Krista Whipple, center, joined the Washington County Republican Women month luncheon Thursday. As the guest speaker Whipple had an opportunity to talk about Youth Futures, a local nonprofit that is dedicated to helping homeless youth. St. George, Utah, Nov. 7, 2019 | Photo by David Louis, St. George News

ST. GEORGE — Little more than one year after opening its doors in St. George, Youth Futures is helping local homeless teens find their place in the world.

More than a shelter, Youth Futures is a home for disadvantaged youth ages 12-18, who for whatever reason are left without a place to stay, said Program Manager Krista Whipple.
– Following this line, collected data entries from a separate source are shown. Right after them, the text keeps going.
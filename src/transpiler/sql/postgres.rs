use crate::transpiler::collections::CollectionPathPattern;
use crate::transpiler::traits::{SqlGenerator, escape_identifier, string_literal};

/// PostgreSQL Generator.
///
/// Collection path columns are expected to be `ltree`, matched with `lquery`
/// patterns such as `TOP.*{1,}`.
pub struct PostgresGenerator;

impl SqlGenerator for PostgresGenerator {
    fn name(&self) -> &'static str {
        "postgres"
    }

    fn quote_identifier(&self, name: &str) -> String {
        escape_identifier(name)
    }

    fn placeholder(&self, index: usize) -> String {
        format!("${}", index)
    }

    fn bool_literal(&self, val: bool) -> String {
        val.to_string()
    }

    fn limit_offset(&self, limit: Option<usize>, offset: Option<usize>) -> String {
        let mut sql = String::new();
        if let Some(n) = limit {
            sql.push_str(&format!(" LIMIT {}", n));
        }
        if let Some(n) = offset {
            sql.push_str(&format!(" OFFSET {}", n));
        }
        sql
    }

    fn regex_match(&self, col: &str, pattern: &str) -> String {
        format!("{} ~ {}", col, pattern)
    }

    fn collection_path_matches(&self, col: &str, pattern: &CollectionPathPattern) -> String {
        format!("{} ~ {}", col, string_literal(&pattern.lquery()))
    }
}
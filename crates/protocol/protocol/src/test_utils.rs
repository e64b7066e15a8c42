//! Builders for validator result trees, used in tests.
//!
//! Every builder goes through [`Value::new_tuple`] and panics on a tuple wider than
//! [`avm_value::MAX_TUPLE_SIZE`], so a tree built here is always one the codec accepts.

use alloc::{vec, vec::Vec};
use alloy_primitives::{Address, B256, address, b256};
use avm_value::{Value, bytes_to_bytestack};

/// The sender used by [`sequenced_tx_envelope`].
pub const TEST_SENDER: Address = address!("0x5fbdb2315678afecb367f032d93f642f64180aa3");

/// The destination used by [`sequenced_tx_envelope`].
pub const TEST_TO: Address = address!("0xe7f1725e7734ce288f8367e1bb143e90bb3f0512");

/// The transaction hash used by [`sequenced_tx_envelope`].
pub const TEST_TX_HASH: B256 =
    b256!("0x000000000000000000000000000000000000000000000000000000000000abcd");

fn tuple(items: Vec<Value>) -> Value {
    match Value::new_tuple(items) {
        Ok(value) => value,
        Err(err) => panic!("invalid test tuple: {err}"),
    }
}

/// Builds a bridge envelope `[block_number, tx_hash, [type_code, sender, payload]]`.
pub fn envelope(
    block_number: u64,
    tx_hash: B256,
    type_code: u64,
    sender: Address,
    payload: Value,
) -> Value {
    let rest = tuple(vec![Value::from(type_code), Value::from(sender), payload]);
    tuple(vec![Value::from(block_number), Value::from(tx_hash), rest])
}

/// The envelope of a sequenced transaction at block 100 moving 1000 wei with sequence number 5
/// and no call data.
pub fn sequenced_tx_envelope() -> Value {
    let payload = tuple(vec![
        Value::from(TEST_TO),
        Value::from(5u64),
        Value::from(1000u64),
        bytes_to_bytestack(&[]),
    ]);
    envelope(100, TEST_TX_HASH, 0, TEST_SENDER, payload)
}

/// Builds a raw log entry `[address, data, topics..]`.
///
/// # Panics
///
/// Panics if more than six topics are given, since the entry would not fit in a tuple.
pub fn log_value(address: Address, data: &[u8], topics: &[B256]) -> Value {
    let mut fields = Vec::with_capacity(2 + topics.len());
    fields.push(Value::from(address));
    fields.push(bytes_to_bytestack(data));
    fields.extend(topics.iter().copied().map(Value::from));
    tuple(fields)
}

/// Builds a result tuple `[envelope, logs, data, code]`.
pub fn result_value(envelope: Value, logs: Vec<Value>, data: &[u8], code: u64) -> Value {
    tuple(vec![envelope, Value::cons_list(logs), bytes_to_bytestack(data), Value::from(code)])
}
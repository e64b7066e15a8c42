//! Info Subcommand

use crate::cli::print_json;
use avm_rpc::{ValidatorClient, ValidatorProvider};
use clap::Parser;
use serde::Serialize;

/// The `info` Subcommand
///
/// Prints the VM id, the number of assertions made and the validator set.
///
/// # Usage
///
/// ```sh
/// avm-client info
/// ```
#[derive(Parser, Debug, Clone)]
pub struct InfoCommand {}

#[derive(Serialize)]
#[serde(rename_all = "camelCase")]
struct InfoOutput {
    vm_id: String,
    assertion_count: u64,
    validators: Vec<String>,
}

impl InfoCommand {
    /// Runs the subcommand.
    pub async fn run<P: ValidatorProvider>(
        self,
        client: &ValidatorClient<P>,
    ) -> anyhow::Result<()> {
        let info = InfoOutput {
            vm_id: client.vm_id().await?,
            assertion_count: client.assertion_count().await?,
            validators: client.validator_list().await?,
        };
        print_json(&info)
    }
}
“We take in kids who are homeless, runaways, who have been kicked out of their homes,” Whipple said. “We have 16 overnight shelter beds and we also accept daytime drop-ins. Homeless youth do not actually have to live in our facility for them to have access to our services.”

According to Youth Futures, there is an estimated population of approximately 5,000 under the age of 18 who will experience homelessness in Utah every year, with about 1,000 youth identified as homeless in Washington County.

Youth Futures is the only program of its kind to serve the state’s underage homeless population, offering a suite of services. Along with its St. George location, the organization has an office in Ogden, Utah, which opened in 2015.

“If someone needs a safe place to stay, they can come here,” Whipple said. “It doesn’t look like a typical shelter; it’s just a house that raised two generations of teenagers before we opened our doors last October.”

The shelter is meant to be inviting and comfortable.

“The kids don’t have to stay, they can just drop in for the day,” Whipple said. “They can come for meals, showers, internet access and laundry. They can get case management help, and they can get access to therapy services, all for free. If they are struggling with depression or having thoughts about harming themselves, we have therapists available to talk to them.”

Krista Whipple, program manager for Youth Futures was the guest speaker during this month’s Washington County Republican Women luncheon. St. George, Utah, Nov. 7, 2019 | Photo by David Louis, St. George News

The shelter is funded through a variety of sources, including state and federal grants, private and corporate donations and fundraising activities.

Long term plans are to expend the Youth Futures program and open a transitional living facility serving adults age 18-22, but for now the focus in on the youth.

“The most common response I get from people when I tell them what I do is, ‘What, really, there are homeless people in St. George?’ becasue our homeless population isn’t all that visible on the streets, but that doesn’t mean they don’t exist. We have a large and growing problem here.”

There is a silver lining to a bad situation, Whipple added.

“People’s initial reaction, she said, is one of shock. The next reaction is, what can they do to help?”

It’s not uncommon for local residents to show up with food and clothing, cleaning supplies and just about everything else required to keep the shelter’s doors open.

“It is definitely a community effort,” Whipple said.

Not all homeless sleep on the street. The most common method in dealing with homelessness is couch surfing or going from one friend’s couch to another, but this has its dangers.

“By couch surfing, the kids run the risk of being trafficked,” Whipple said. “They find someone who says, ‘Hey you can trust me, come home with me’ and find that they have to do something in return. Even with friends, they are often one argument away from being kicked out.”

The shelter works with children to keep them off the streets and away from couch surfing. Children at the shelter meet with a case manager once a week to set goals and work on whatever issues they are dealing with.

“Some kids come in after some family discourse where we get them in touch with a family therapist to make a plan and reunite them with their parents and send them home,” Whipple said. “Other kids come to us because they’ve been left in a situation where they really don’t have a place to go, they don’t have a family to return to or maybe going home isn’t safe or isn’t an option.”

For these children, Youth Futures offers the chance for a longer stay to work on things like employment, establishing a savings account and securing other housing options.

“It’s going to look different depending on the child,” Whipple said.

Offering its services to children is just the first start. Youth Futures’ long term goal is to expand the program and open a transitional living facility serving adults 18-22.